The mid- to late '70s was a period of phenomenal success for Toussaint. In 1976, Billboard named him "One of the Top 200 Executives of Tomorrow," and in 1977, "Southern Nights" was recognized by the performers' rights society Broadcast Music Inc. (BMI) as "The Most Performed Song of the Year." Campbell's rendition of the song was nominated for a Grammy Award and for song of the year by the Country Music Association. In 1978, the Nashville Songwriters' Association International honored Toussaint's "Creative Genius in Words and Music"--a rare distinction for a practitioner of New Orleans rhythm and blues.

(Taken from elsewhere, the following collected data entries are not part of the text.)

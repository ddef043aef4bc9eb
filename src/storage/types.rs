use std::fmt;

use chrono::{DateTime, Utc};
use serde::Deserialize;
use thiserror::Error;

// ============================================================================
// Error Types
// ============================================================================

/// Database-specific errors with user-friendly messages
#[derive(Debug, Error)]
pub enum DatabaseError {
    /// Another instance of the application has locked the database
    #[error("Another instance of millrace appears to be running. Please close it and try again.")]
    InstanceLocked,

    /// Migration failed
    #[error("Database migration failed: {0}")]
    Migration(String),

    /// Generic database error
    #[error("Database error: {0}")]
    Other(#[from] sqlx::Error),
}

impl DatabaseError {
    /// Check if a sqlx error indicates database locking
    pub(crate) fn from_sqlx(err: sqlx::Error) -> Self {
        let error_string = err.to_string().to_lowercase();

        // SQLITE_BUSY (5), SQLITE_LOCKED (6), SQLITE_CANTOPEN (14)
        if error_string.contains("database is locked")
            || error_string.contains("database table is locked")
            || error_string.contains("sqlite_busy")
            || error_string.contains("sqlite_locked")
            || error_string.contains("unable to open database file")
        {
            return DatabaseError::InstanceLocked;
        }

        DatabaseError::Other(err)
    }
}

// ============================================================================
// Accounts
// ============================================================================

/// Which backend protocol an account speaks.
///
/// Stored as lowercase text in the `accounts.kind` column and accepted in the
/// same form from the config file.
#[derive(Debug, Clone, Copy, PartialEq, Eq, sqlx::Type, Deserialize)]
#[sqlx(rename_all = "lowercase")]
#[serde(rename_all = "lowercase")]
pub enum AccountKind {
    /// Plain RSS/Atom feeds fetched directly over HTTP.
    Local,
    /// A server implementing the Fever API.
    Fever,
    /// FreshRSS, or any server implementing the Google Reader API dialect.
    FreshRss,
}

impl AccountKind {
    pub fn as_str(&self) -> &'static str {
        match self {
            AccountKind::Local => "local",
            AccountKind::Fever => "fever",
            AccountKind::FreshRss => "freshrss",
        }
    }

    /// Whether read/starred state for this backend lives in the `item_states`
    /// table rather than on the item rows themselves.
    ///
    /// Fever reports state as separate id lists that are reconciled after
    /// items are fetched, so its state is kept per `(remote_id, account_id)`
    /// and joined in at query time.
    pub fn separate_state(&self) -> bool {
        matches!(self, AccountKind::Fever)
    }
}

impl fmt::Display for AccountKind {
    fn fmt(&self, f: &mut fmt::Formatter<'_>) -> fmt::Result {
        f.write_str(self.as_str())
    }
}

/// An account row: one sync source plus its credentials and watermark.
///
/// `last_modified` is the sync watermark: the highest Fever item id seen, or
/// the epoch-second start of the last FreshRSS sync. Zero means never synced.
#[derive(Clone, sqlx::FromRow)]
pub struct Account {
    pub id: i64,
    pub name: String,
    pub kind: AccountKind,
    pub url: Option<String>,
    pub login: Option<String>,
    pub password: Option<String>,
    pub token: Option<String>,
    pub write_token: Option<String>,
    pub last_modified: i64,
}

// Credentials stay out of logs and panics.
impl fmt::Debug for Account {
    fn fmt(&self, f: &mut fmt::Formatter<'_>) -> fmt::Result {
        f.debug_struct("Account")
            .field("id", &self.id)
            .field("name", &self.name)
            .field("kind", &self.kind)
            .field("url", &self.url)
            .field("login", &self.login)
            .field("password", &self.password.as_ref().map(|_| "<redacted>"))
            .field("token", &self.token.as_ref().map(|_| "<redacted>"))
            .field(
                "write_token",
                &self.write_token.as_ref().map(|_| "<redacted>"),
            )
            .field("last_modified", &self.last_modified)
            .finish()
    }
}

// ============================================================================
// Folders and Feeds
// ============================================================================

/// A folder row. `remote_id` is set for folders mirrored from a remote
/// backend and `None` for locally created ones.
#[derive(Debug, Clone, sqlx::FromRow)]
pub struct Folder {
    pub id: i64,
    pub name: String,
    pub remote_id: Option<String>,
    pub account_id: i64,
}

/// A feed row.
///
/// `unread_count` is not a table column; list queries project it in and
/// plain selects leave it at zero.
#[derive(Debug, Clone, sqlx::FromRow)]
pub struct Feed {
    pub id: i64,
    pub name: String,
    pub url: Option<String>,
    pub site_url: Option<String>,
    pub remote_id: Option<String>,
    pub folder_id: Option<i64>,
    pub account_id: i64,
    pub etag: Option<String>,
    pub last_modified: Option<String>,
    pub error: Option<String>,
    pub failure_count: i64,
    #[sqlx(default)]
    pub unread_count: i64,
}

/// A folder as reported by a remote backend, before it has a local row.
#[derive(Debug, Clone, PartialEq, Eq)]
pub struct RemoteFolder {
    pub remote_id: String,
    pub name: String,
}

/// A feed as reported by a remote backend.
///
/// `folder_remote_id` refers to a [`RemoteFolder::remote_id`] and is resolved
/// to a local `folder_id` at upsert time.
#[derive(Debug, Clone, PartialEq, Eq)]
pub struct RemoteFeed {
    pub remote_id: String,
    pub name: String,
    pub url: Option<String>,
    pub site_url: Option<String>,
    pub folder_remote_id: Option<String>,
}

// ============================================================================
// Items
// ============================================================================

/// The canonical item every adapter normalizes into.
///
/// Invariants are enforced at parse time: `remote_id` and `title` are
/// non-empty, and `pub_date` is a valid timestamp (epoch zero when the wire
/// payload carried none). An `Item` is immutable once built; state changes
/// happen on the stored row, never on this struct.
#[derive(Debug, Clone, PartialEq, Eq)]
pub struct Item {
    /// Backend-scoped identifier. Fever numeric ids are carried as their
    /// decimal string form.
    pub remote_id: String,
    /// Remote id of the owning feed, for backends that report one.
    /// Local items are tied to a feed directly and leave this `None`.
    pub feed_remote_id: Option<String>,
    pub title: String,
    pub author: Option<String>,
    pub content: Option<String>,
    pub link: Option<String>,
    pub is_read: bool,
    pub is_starred: bool,
    pub pub_date: DateTime<Utc>,
}

/// How a batch insert treats items that already exist locally.
#[derive(Debug, Clone, Copy, PartialEq, Eq)]
pub enum StatePolicy {
    /// Existing rows are left untouched; only new items are inserted.
    /// Used by local accounts and Fever, whose state arrives separately.
    Preserve,
    /// Wire read/starred flags overwrite existing rows, except where a local
    /// change is still waiting to be pushed. Used by FreshRSS.
    Reconcile,
}

/// Read/starred state for one remote id, as rebuilt from a backend's
/// unread/saved id lists.
#[derive(Debug, Clone, PartialEq, Eq)]
pub struct ItemState {
    pub remote_id: String,
    pub read: bool,
    pub starred: bool,
}

/// One row of the item list projection built by
/// [`build_items_query`](crate::storage::build_items_query).
#[derive(Debug, Clone, sqlx::FromRow)]
pub struct ItemRow {
    pub id: i64,
    pub remote_id: String,
    pub feed_id: i64,
    pub title: String,
    pub author: Option<String>,
    pub content: Option<String>,
    pub link: Option<String>,
    /// Publication time in epoch seconds, as stored.
    pub pub_date: i64,
    pub read: bool,
    pub starred: bool,
    pub feed_name: String,
    pub account_id: i64,
    pub folder_id: Option<i64>,
    pub folder_name: Option<String>,
}

impl ItemRow {
    /// Publication time as a UTC timestamp, `None` if the stored value is
    /// out of chrono's range.
    pub fn pub_date_utc(&self) -> Option<DateTime<Utc>> {
        DateTime::from_timestamp(self.pub_date, 0)
    }
}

But, the early 1980s were a slow time for Toussaint; Warner Bros. did not renew its contract with his Sea-Saint studios, for which Toussaint blamed himself. These years nonetheless afforded the artist time to explore theater music, serving as composer-lyricist for the stage production We Love You, William and the movie Black Samson. The music he wrote and performed in Vernel Bagneris's Staggerlee won the Outer Critics Circle Award for best music in an Off-Broadway musical for the season 1986-1987. In 1991, the Broadway musical High Rollers Social and Pleasure Club' s short run at the Helen Hayes Theater earned another nomination for Toussaint's efforts from the Outer Critics Circle, as well as a Tony nomination for the show's star, Vivian Reed.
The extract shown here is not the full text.